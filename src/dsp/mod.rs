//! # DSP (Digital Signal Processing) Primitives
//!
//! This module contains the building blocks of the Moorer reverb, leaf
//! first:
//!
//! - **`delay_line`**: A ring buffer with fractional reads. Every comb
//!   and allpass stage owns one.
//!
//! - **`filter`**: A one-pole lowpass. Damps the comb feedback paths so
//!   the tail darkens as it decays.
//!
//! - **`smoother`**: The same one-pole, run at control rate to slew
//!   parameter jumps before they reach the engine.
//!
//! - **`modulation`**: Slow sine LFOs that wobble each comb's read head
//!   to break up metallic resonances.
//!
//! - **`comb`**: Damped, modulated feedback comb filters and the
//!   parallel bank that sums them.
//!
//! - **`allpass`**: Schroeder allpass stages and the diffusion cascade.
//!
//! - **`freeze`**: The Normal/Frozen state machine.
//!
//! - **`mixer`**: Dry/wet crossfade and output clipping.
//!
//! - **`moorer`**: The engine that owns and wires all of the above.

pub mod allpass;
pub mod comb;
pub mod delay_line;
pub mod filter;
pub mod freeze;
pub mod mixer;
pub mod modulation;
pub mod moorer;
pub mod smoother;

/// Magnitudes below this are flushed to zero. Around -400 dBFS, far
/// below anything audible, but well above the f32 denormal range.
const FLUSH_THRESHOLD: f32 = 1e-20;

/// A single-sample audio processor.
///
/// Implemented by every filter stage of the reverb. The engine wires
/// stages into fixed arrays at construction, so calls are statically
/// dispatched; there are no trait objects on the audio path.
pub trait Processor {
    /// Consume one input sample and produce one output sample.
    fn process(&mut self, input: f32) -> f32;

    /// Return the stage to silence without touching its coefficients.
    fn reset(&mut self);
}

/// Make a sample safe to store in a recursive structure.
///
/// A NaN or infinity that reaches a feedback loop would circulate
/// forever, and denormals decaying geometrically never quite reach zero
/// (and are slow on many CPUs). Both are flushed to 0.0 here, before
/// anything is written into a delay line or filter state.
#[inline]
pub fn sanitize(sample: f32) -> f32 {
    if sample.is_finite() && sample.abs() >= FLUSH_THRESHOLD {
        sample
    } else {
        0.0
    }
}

DIRECTIONS:
Which of the lines above mention the word "flushed"? Pull those lines out.

ANSWER SPACE:
/// Magnitudes below this are flushed to zero. Around -400 dBFS, far
/// (and are slow on many CPUs). Both are flushed to 0.0 here, before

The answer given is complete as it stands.